#### [WORK REQUIRED]
Go through the entries below and print, exactly, the lines starting at the one with "use std::sync::Arc;" and ending at the one with "pub struct Sequencer", keeping both ends and no others.
------ PROVIDED ENTRIES ------
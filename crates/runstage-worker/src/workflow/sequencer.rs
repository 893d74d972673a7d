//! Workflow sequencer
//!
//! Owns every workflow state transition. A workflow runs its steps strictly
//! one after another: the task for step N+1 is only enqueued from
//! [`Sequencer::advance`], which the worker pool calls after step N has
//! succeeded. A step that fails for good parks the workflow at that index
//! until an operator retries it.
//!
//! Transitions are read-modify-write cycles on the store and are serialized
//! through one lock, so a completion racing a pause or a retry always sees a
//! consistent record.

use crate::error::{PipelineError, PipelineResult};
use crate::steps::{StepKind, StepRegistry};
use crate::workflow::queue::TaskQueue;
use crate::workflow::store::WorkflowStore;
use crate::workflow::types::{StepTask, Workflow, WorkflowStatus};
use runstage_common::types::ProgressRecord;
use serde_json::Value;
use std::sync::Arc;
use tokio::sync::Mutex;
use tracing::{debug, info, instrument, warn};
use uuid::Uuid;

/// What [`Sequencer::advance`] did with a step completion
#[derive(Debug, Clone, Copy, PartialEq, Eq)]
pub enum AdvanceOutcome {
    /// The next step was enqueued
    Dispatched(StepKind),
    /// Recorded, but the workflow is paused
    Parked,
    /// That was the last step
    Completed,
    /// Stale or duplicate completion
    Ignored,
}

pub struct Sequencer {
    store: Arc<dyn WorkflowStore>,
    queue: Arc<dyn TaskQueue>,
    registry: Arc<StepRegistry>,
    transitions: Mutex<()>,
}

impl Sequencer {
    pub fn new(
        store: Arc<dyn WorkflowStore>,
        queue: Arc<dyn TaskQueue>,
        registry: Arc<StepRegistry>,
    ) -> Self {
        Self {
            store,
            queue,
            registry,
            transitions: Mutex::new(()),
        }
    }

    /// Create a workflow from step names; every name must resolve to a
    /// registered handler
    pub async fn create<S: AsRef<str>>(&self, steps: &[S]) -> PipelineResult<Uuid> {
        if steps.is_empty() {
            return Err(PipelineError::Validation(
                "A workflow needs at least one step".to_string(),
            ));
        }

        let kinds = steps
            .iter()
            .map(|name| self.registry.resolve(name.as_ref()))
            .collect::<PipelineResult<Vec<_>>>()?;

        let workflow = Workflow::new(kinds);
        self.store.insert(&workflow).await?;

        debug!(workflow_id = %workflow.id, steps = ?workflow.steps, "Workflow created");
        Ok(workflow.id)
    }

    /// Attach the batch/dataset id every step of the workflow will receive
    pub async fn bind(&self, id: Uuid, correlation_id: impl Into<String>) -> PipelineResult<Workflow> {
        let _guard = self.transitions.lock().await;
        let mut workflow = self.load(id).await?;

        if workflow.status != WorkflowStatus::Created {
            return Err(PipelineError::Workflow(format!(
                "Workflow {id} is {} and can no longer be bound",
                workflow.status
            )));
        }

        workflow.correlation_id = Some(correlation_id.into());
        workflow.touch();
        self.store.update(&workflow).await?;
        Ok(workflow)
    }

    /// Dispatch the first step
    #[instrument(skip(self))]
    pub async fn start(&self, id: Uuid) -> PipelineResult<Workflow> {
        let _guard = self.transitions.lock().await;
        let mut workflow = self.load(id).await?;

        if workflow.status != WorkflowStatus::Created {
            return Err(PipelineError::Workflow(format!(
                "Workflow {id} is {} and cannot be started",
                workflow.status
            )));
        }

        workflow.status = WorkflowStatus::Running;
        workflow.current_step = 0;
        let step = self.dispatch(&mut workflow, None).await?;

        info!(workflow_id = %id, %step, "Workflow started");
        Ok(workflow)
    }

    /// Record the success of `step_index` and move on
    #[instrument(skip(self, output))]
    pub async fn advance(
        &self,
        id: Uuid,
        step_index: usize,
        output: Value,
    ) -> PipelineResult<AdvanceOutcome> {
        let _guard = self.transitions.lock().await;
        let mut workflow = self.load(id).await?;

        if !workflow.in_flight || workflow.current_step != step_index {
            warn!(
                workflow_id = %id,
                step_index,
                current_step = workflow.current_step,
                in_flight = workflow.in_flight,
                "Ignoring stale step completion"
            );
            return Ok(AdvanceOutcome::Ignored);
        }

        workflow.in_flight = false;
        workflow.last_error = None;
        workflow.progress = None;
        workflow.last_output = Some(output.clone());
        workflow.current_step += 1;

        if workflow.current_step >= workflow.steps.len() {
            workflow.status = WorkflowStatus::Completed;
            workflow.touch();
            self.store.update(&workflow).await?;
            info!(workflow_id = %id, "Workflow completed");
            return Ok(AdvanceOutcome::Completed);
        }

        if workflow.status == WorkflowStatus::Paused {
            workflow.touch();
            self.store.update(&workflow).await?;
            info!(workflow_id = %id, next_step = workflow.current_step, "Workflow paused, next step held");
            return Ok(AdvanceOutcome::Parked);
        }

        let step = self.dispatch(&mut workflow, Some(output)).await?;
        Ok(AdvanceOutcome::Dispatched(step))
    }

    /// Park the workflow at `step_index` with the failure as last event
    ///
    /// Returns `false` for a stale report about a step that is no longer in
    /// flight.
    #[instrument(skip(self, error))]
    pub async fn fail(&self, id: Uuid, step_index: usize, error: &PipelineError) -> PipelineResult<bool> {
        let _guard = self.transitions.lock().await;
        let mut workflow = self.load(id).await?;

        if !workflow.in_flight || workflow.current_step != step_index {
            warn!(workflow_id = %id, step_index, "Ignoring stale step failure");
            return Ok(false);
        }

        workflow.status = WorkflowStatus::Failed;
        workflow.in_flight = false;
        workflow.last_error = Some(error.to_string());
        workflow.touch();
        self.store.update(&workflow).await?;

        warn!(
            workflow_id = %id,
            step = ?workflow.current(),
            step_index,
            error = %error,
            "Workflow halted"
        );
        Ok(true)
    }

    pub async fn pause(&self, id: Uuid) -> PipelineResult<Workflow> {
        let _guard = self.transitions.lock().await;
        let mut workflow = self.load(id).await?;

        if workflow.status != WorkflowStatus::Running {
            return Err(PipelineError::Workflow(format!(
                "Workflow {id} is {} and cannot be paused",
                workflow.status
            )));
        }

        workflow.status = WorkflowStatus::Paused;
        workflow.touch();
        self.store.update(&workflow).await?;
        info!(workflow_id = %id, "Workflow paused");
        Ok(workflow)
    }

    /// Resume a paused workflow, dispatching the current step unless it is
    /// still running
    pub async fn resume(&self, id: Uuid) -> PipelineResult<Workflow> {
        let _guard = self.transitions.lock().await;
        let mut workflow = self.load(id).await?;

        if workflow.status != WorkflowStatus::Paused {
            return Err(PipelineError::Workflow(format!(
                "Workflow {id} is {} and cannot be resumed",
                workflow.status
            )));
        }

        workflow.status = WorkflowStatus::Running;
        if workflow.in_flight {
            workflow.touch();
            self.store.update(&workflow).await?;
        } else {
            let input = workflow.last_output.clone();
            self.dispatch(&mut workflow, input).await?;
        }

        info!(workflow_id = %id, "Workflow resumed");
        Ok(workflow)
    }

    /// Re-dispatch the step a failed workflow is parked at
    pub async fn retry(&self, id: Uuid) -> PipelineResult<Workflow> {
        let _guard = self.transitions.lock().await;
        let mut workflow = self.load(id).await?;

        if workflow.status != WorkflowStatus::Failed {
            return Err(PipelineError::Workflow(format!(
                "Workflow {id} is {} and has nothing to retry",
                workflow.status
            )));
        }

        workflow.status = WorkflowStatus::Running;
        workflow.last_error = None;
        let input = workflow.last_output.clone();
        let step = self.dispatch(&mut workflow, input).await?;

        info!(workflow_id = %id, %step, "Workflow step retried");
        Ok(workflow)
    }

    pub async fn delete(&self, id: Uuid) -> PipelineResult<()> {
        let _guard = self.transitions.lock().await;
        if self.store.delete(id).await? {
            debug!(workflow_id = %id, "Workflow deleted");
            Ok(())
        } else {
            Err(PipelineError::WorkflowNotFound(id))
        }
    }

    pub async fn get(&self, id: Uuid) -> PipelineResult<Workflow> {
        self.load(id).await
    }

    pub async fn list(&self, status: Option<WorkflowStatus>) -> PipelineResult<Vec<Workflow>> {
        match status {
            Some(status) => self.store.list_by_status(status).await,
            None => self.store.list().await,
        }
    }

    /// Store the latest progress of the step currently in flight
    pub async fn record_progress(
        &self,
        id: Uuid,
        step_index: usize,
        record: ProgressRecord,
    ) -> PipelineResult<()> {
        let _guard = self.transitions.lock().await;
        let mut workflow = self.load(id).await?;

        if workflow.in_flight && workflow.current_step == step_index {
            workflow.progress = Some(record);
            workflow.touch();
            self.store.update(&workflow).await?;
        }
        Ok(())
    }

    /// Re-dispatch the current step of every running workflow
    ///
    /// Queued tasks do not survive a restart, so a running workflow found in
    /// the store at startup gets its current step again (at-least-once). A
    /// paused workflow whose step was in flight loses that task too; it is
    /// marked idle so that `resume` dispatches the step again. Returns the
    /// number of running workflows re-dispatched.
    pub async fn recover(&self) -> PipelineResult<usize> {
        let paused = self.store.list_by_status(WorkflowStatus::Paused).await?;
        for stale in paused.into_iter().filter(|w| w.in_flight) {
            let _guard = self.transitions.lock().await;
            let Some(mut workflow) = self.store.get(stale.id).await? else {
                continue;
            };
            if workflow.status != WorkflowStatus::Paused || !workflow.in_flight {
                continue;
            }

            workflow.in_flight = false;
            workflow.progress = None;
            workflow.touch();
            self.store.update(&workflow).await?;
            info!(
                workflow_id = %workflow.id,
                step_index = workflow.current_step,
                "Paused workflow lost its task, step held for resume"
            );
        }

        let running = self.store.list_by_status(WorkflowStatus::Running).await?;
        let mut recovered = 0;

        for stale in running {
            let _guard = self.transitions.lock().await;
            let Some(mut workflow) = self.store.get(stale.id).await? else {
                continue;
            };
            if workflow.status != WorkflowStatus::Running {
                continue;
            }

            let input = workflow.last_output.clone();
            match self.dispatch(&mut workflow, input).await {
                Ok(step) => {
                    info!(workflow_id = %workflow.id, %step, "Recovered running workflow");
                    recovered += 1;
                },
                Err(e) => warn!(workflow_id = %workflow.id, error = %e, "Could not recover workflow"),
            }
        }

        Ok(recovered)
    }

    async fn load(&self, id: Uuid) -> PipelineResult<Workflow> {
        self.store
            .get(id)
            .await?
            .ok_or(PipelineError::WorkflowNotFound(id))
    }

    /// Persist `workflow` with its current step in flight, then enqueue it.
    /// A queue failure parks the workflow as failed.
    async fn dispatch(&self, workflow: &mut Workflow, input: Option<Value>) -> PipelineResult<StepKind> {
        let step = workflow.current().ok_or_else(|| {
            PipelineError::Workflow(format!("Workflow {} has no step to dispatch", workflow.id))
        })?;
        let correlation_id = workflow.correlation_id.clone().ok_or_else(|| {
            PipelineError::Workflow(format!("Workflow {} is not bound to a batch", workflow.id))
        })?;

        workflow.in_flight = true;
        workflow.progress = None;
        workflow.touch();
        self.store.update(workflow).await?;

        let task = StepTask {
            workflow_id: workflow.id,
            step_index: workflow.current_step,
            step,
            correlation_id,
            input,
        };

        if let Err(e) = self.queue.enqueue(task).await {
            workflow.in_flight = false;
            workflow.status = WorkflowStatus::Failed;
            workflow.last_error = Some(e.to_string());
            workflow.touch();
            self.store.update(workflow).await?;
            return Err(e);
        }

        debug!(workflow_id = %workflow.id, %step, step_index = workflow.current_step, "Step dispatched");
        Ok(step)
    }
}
------
------ PROVIDED ENTRIES ------
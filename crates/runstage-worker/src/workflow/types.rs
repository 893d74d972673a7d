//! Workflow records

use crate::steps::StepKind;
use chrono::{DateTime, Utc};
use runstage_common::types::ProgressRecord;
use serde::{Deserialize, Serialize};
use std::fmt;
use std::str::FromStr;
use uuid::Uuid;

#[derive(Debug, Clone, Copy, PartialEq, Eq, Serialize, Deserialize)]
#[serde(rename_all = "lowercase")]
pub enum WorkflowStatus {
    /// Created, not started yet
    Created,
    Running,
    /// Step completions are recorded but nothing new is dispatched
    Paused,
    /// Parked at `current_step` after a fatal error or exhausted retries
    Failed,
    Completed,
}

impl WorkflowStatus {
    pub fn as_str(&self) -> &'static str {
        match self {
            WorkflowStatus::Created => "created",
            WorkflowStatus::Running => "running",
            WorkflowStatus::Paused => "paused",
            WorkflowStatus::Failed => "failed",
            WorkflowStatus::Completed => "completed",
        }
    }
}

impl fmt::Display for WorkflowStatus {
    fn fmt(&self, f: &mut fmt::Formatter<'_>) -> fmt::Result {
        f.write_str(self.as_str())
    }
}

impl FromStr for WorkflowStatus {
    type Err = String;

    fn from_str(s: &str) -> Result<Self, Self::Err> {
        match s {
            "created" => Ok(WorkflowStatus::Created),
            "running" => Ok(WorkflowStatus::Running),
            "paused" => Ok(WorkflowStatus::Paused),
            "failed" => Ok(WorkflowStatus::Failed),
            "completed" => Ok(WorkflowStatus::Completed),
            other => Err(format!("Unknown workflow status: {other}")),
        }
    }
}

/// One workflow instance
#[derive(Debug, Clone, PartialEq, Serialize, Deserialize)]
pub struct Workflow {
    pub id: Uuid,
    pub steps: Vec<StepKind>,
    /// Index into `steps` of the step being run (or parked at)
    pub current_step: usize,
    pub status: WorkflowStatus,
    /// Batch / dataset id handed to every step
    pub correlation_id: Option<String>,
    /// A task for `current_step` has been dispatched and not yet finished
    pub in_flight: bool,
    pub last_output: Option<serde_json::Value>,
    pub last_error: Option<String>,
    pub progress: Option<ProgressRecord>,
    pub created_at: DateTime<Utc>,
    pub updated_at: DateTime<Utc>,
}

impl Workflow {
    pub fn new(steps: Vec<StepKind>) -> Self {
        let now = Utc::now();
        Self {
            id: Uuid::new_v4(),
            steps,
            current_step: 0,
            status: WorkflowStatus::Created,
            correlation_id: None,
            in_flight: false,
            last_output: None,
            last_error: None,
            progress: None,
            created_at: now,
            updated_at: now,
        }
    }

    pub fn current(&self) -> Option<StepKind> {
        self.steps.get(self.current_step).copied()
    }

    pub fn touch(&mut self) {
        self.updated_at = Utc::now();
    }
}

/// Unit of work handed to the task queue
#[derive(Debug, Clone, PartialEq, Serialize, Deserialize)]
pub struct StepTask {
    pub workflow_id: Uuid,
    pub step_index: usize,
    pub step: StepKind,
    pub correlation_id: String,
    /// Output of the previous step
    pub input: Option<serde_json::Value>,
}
------
#### [RESULT OF THIS EXERCISE]
use std::sync::Arc;
use tokio::sync::Mutex;
use tracing::{debug, info, instrument, warn};
use uuid::Uuid;

/// What [`Sequencer::advance`] did with a step completion
#[derive(Debug, Clone, Copy, PartialEq, Eq)]
pub enum AdvanceOutcome {
    /// The next step was enqueued
    Dispatched(StepKind),
    /// Recorded, but the workflow is paused
    Parked,
    /// That was the last step
    Completed,
    /// Stale or duplicate completion
    Ignored,
}

pub struct Sequencer {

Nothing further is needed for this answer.